#### [THE PROBLEM]
What is needed is the whole of the data, set down exactly.

Stored data
+-------+
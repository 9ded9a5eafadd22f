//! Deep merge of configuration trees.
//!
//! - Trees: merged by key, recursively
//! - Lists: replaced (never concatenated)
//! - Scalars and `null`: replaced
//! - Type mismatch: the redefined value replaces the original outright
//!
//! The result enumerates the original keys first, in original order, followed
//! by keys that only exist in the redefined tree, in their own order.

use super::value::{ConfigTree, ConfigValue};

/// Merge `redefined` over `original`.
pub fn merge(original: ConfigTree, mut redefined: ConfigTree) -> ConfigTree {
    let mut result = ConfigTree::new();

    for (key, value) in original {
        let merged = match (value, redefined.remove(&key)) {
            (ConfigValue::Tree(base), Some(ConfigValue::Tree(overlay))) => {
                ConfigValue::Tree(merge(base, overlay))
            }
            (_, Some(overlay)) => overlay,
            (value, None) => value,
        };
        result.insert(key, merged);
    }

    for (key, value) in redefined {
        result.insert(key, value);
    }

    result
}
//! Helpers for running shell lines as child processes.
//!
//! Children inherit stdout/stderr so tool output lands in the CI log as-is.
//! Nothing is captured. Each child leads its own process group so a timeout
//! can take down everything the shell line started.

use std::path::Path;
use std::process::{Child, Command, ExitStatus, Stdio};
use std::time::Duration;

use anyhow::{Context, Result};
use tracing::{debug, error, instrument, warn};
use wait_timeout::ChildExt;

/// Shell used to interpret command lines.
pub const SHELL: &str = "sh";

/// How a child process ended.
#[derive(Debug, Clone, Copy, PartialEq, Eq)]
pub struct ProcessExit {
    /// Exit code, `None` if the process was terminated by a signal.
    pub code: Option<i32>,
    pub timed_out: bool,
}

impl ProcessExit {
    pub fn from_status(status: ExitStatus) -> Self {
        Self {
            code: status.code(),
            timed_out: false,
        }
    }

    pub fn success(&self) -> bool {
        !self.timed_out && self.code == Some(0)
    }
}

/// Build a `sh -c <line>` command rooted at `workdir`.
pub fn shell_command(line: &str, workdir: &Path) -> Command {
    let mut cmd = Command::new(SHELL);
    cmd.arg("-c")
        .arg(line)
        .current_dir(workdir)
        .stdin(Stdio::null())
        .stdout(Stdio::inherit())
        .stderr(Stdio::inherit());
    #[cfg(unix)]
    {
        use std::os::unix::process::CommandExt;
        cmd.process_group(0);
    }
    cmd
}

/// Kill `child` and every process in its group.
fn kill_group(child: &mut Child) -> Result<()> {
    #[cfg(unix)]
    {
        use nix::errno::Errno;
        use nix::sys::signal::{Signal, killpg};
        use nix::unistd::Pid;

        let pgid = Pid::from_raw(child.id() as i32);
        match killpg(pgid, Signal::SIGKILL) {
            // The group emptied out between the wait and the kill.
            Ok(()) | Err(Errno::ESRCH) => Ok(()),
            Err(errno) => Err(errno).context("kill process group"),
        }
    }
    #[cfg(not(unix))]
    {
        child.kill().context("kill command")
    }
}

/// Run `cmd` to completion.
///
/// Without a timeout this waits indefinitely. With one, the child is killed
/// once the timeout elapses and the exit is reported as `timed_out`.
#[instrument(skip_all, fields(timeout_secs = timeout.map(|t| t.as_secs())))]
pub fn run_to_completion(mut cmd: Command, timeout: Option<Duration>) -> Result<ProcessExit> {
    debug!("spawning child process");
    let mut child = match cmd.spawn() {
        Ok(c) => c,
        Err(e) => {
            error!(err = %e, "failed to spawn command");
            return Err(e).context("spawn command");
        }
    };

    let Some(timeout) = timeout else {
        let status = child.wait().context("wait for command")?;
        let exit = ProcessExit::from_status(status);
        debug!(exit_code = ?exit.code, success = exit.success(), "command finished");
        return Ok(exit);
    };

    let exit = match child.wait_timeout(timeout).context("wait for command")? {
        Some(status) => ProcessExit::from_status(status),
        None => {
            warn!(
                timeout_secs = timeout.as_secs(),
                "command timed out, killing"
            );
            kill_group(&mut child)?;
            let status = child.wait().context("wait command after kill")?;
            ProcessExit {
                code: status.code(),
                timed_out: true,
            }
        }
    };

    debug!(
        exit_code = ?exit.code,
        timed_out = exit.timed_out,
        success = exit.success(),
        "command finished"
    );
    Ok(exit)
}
+-------+
#### [EXERCISE SOLUTION]
repository 9ded9a5eafadd22f
//! Deep merge of configuration trees.
//!
//! - Trees: merged by key, recursively
//! - Lists: replaced (never concatenated)
//! - Scalars and `null`: replaced
//! - Type mismatch: the redefined value replaces the original outright
//!
//! The result enumerates the original keys first, in original order, followed
//! by keys that only exist in the redefined tree, in their own order.

use super::value::{ConfigTree, ConfigValue};

/// Merge `redefined` over `original`.
pub fn merge(original: ConfigTree, mut redefined: ConfigTree) -> ConfigTree {
    let mut result = ConfigTree::new();

    for (key, value) in original {
        let merged = match (value, redefined.remove(&key)) {
            (ConfigValue::Tree(base), Some(ConfigValue::Tree(overlay))) => {
                ConfigValue::Tree(merge(base, overlay))
            }
            (_, Some(overlay)) => overlay,
            (value, None) => value,
        };
        result.insert(key, merged);
    }

    for (key, value) in redefined {
        result.insert(key, value);
    }

    result
}
//! Helpers for running shell lines as child processes.
//!
//! Children inherit stdout/stderr so tool output lands in the CI log as-is.
//! Nothing is captured. Each child leads its own process group so a timeout
//! can take down everything the shell line started.

use std::path::Path;
use std::process::{Child, Command, ExitStatus, Stdio};
use std::time::Duration;

use anyhow::{Context, Result};
use tracing::{debug, error, instrument, warn};
use wait_timeout::ChildExt;

/// Shell used to interpret command lines.
pub const SHELL: &str = "sh";

/// How a child process ended.
#[derive(Debug, Clone, Copy, PartialEq, Eq)]
pub struct ProcessExit {
    /// Exit code, `None` if the process was terminated by a signal.
    pub code: Option<i32>,
    pub timed_out: bool,
}

impl ProcessExit {
    pub fn from_status(status: ExitStatus) -> Self {
        Self {
            code: status.code(),
            timed_out: false,
        }
    }

    pub fn success(&self) -> bool {
        !self.timed_out && self.code == Some(0)
    }
}

/// Build a `sh -c <line>` command rooted at `workdir`.
pub fn shell_command(line: &str, workdir: &Path) -> Command {
    let mut cmd = Command::new(SHELL);
    cmd.arg("-c")
        .arg(line)
        .current_dir(workdir)
        .stdin(Stdio::null())
        .stdout(Stdio::inherit())
        .stderr(Stdio::inherit());
    #[cfg(unix)]
    {
        use std::os::unix::process::CommandExt;
        cmd.process_group(0);
    }
    cmd
}

/// Kill `child` and every process in its group.
fn kill_group(child: &mut Child) -> Result<()> {
    #[cfg(unix)]
    {
        use nix::errno::Errno;
        use nix::sys::signal::{Signal, killpg};
        use nix::unistd::Pid;

        let pgid = Pid::from_raw(child.id() as i32);
        match killpg(pgid, Signal::SIGKILL) {
            // The group emptied out between the wait and the kill.
            Ok(()) | Err(Errno::ESRCH) => Ok(()),
            Err(errno) => Err(errno).context("kill process group"),
        }
    }
    #[cfg(not(unix))]
    {
        child.kill().context("kill command")
    }
}

/// Run `cmd` to completion.
///
/// Without a timeout this waits indefinitely. With one, the child is killed
/// once the timeout elapses and the exit is reported as `timed_out`.
#[instrument(skip_all, fields(timeout_secs = timeout.map(|t| t.as_secs())))]
pub fn run_to_completion(mut cmd: Command, timeout: Option<Duration>) -> Result<ProcessExit> {
    debug!("spawning child process");
    let mut child = match cmd.spawn() {
        Ok(c) => c,
        Err(e) => {
            error!(err = %e, "failed to spawn command");
            return Err(e).context("spawn command");
        }
    };

    let Some(timeout) = timeout else {
        let status = child.wait().context("wait for command")?;
        let exit = ProcessExit::from_status(status);
        debug!(exit_code = ?exit.code, success = exit.success(), "command finished");
        return Ok(exit);
    };

    let exit = match child.wait_timeout(timeout).context("wait for command")? {
        Some(status) => ProcessExit::from_status(status),
        None => {
            warn!(
                timeout_secs = timeout.as_secs(),
                "command timed out, killing"
            );
            kill_group(&mut child)?;
            let status = child.wait().context("wait command after kill")?;
            ProcessExit {
                code: status.code(),
                timed_out: true,
            }
        }
    };

    debug!(
        exit_code = ?exit.code,
        timed_out = exit.timed_out,
        success = exit.success(),
        "command finished"
    );
    Ok(exit)
}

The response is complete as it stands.